Stage 4: Capitalism - In this stage the capitalists are the ruling class and they create and employ the working class (proletariat) to exploit it and increase their capital.
Stage 5: Socialism or Dictatorship of the Proletariat - According to Marx, this stage is transitional on the road to the final one. This is the time when the working class emancipates and gains class consciousness, removes all capitalists from power, and takes full control of all economic and political power of the state. All property is state-owned in this stage.
Stage 6: Communism - This is the last and final stage, the peak of human development, which would bring absolute justice according to Marx and Engels. In this stage, the society will be both classless and stateless because the state will have already lost its role as an institution by that point. In The Communist Manifesto Marx wrote: The theory of communism may be summed up in one sentence: Abolition of all private property.

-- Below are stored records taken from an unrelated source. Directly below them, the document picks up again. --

#![allow(clippy::result_large_err)]

use crate::core::artifacts::{ArtifactKind, ArtifactSet};
use crate::core::error::AppError;
use crate::core::pipeline::parameters::JobParameters;
use crate::core::pipeline::result::{PartialResult, PipelineResult};
use crate::core::pipeline::stage::{Stage, StageId, StageServices};
use async_trait::async_trait;
use std::sync::Arc;

pub const INPUT_REJECTED: &str = "Validation of input file failed.";
pub const OUTPUT_REJECTED: &str = "Validation of output file failed.";

/// Validates the extracted input unless the job opted out.
pub struct ValidateInput {
    services: Arc<StageServices>,
}

impl ValidateInput {
    pub fn new(services: Arc<StageServices>) -> Self {
        ValidateInput { services }
    }
}

#[async_trait]
impl Stage for ValidateInput {
    fn id(&self) -> StageId {
        StageId::ValidateInput
    }

    async fn run(
        &self,
        params: &JobParameters,
        artifacts: &mut ArtifactSet,
        _result: &PipelineResult,
    ) -> Result<PartialResult, AppError> {
        if !params.base().input_validation {
            tracing::debug!("input validation disabled for this job");
            return Ok(PartialResult::new());
        }

        let content = artifacts.read_working(ArtifactKind::InputXtf)?;
        let outcome = self
            .services
            .validator
            .validate(content, &self.services.config.names.result_xtf, false)
            .await?;
        let location = artifacts.save_and_publish(ArtifactKind::InputValidationLog, &outcome.log)?;

        let partial =
            PartialResult::new().with(ArtifactKind::InputValidationLog.result_key(), location);
        if outcome.failed {
            return Ok(partial.fail(INPUT_REJECTED));
        }
        Ok(partial)
    }
}

/// Validates the transformation result in strict mode.
pub struct ValidateOutput {
    services: Arc<StageServices>,
}

impl ValidateOutput {
    pub fn new(services: Arc<StageServices>) -> Self {
        ValidateOutput { services }
    }
}

#[async_trait]
impl Stage for ValidateOutput {
    fn id(&self) -> StageId {
        StageId::ValidateOutput
    }

    async fn run(
        &self,
        _params: &JobParameters,
        artifacts: &mut ArtifactSet,
        _result: &PipelineResult,
    ) -> Result<PartialResult, AppError> {
        let content = artifacts.read_working(ArtifactKind::TransformResult)?;
        let outcome = self
            .services
            .validator
            .validate(content, &self.services.config.names.result_xtf, true)
            .await?;
        let location =
            artifacts.save_and_publish(ArtifactKind::OutputValidationLog, &outcome.log)?;

        let partial = PartialResult::new()
            .with(ArtifactKind::OutputValidationLog.result_key(), location)
            .with("output_validation_failed", outcome.failed);
        if outcome.failed {
            return Ok(partial.fail(OUTPUT_REJECTED));
        }
        Ok(partial)
    }
}
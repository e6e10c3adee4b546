//! Serializable job bookkeeping types shared by the job store and the query surface.

use chrono::{DateTime, Utc};
use serde::{Deserialize, Serialize};
use std::fmt;
use std::path::PathBuf;
use std::str::FromStr;

/// Lifecycle status of a submitted job.
#[derive(Debug, Clone, Copy, PartialEq, Eq, Hash, Serialize, Deserialize)]
#[serde(rename_all = "lowercase")]
pub enum JobStatus {
    Accepted,
    Running,
    Successful,
    Failed,
    Dismissed,
}

impl JobStatus {
    pub fn as_str(&self) -> &'static str {
        match self {
            JobStatus::Accepted => "accepted",
            JobStatus::Running => "running",
            JobStatus::Successful => "successful",
            JobStatus::Failed => "failed",
            JobStatus::Dismissed => "dismissed",
        }
    }

    /// Terminal states are never left again except through an explicit dismissal.
    pub fn is_terminal(&self) -> bool {
        matches!(
            self,
            JobStatus::Successful | JobStatus::Failed | JobStatus::Dismissed
        )
    }
}

impl fmt::Display for JobStatus {
    fn fmt(&self, f: &mut fmt::Formatter<'_>) -> fmt::Result {
        f.write_str(self.as_str())
    }
}

impl FromStr for JobStatus {
    type Err = String;

    fn from_str(value: &str) -> Result<Self, Self::Err> {
        match value.trim().to_lowercase().as_str() {
            "accepted" => Ok(JobStatus::Accepted),
            "running" => Ok(JobStatus::Running),
            "successful" => Ok(JobStatus::Successful),
            "failed" => Ok(JobStatus::Failed),
            "dismissed" => Ok(JobStatus::Dismissed),
            other => Err(format!("unknown job status '{}'", other)),
        }
    }
}

/// Persisted record describing one job and where its result lives.
#[derive(Debug, Clone, PartialEq, Serialize, Deserialize)]
pub struct JobRecord {
    pub identifier: String,
    pub process_id: String,
    pub status: JobStatus,
    pub started_at: DateTime<Utc>,
    pub ended_at: Option<DateTime<Utc>>,
    pub message: String,
    pub progress: u8,
    pub result_location: Option<PathBuf>,
    pub result_mimetype: Option<String>,
}

impl JobRecord {
    /// Fresh record in the `accepted` state.
    pub fn accepted(identifier: impl Into<String>, process_id: impl Into<String>) -> Self {
        JobRecord {
            identifier: identifier.into(),
            process_id: process_id.into(),
            status: JobStatus::Accepted,
            started_at: Utc::now(),
            ended_at: None,
            message: "Job accepted and ready for execution".to_string(),
            progress: 0,
            result_location: None,
            result_mimetype: None,
        }
    }
}
use clap::Parser;
use mgdm2oereb::cli::{self, Args};

#[tokio::main]
async fn main() -> mgdm2oereb::Result<()> {
    let args = Args::parse();
    cli::run(args).await
}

The society was also divided into six social classes by Marx and Engels. The classes were defined according to their relationship to the means of production, i.e. capital:
Proletariat - workers who sell their labour for wages but they do not own any means of production/capital. This is the main force that can execute the communist revolution. They are the most numerous and the most oppressed class in the industrial world according to Marx and Engels. In The Communist Manifesto, Marx stated: Let the ruling classes tremble at a Communist revolution. The proletarians have nothing to lose but their chains. They have a world to win. Working men of all countries, unite!
Bourgeoisie - This is the class of the capitalists, who own the means of production and exploit the labour of the proletariat
Petit Bourgeoisie - small proprietors and other less wealthy people who might work and employ labour simultaneously.
Lumpenproletariat - Criminals, beggars and other similar groups disconnected from the capitalist economic system ready to offer their services to anyone who pays them.
Landlords - This class includes the remnants of the last aristocrats who still manage to retain their hereditary wealth.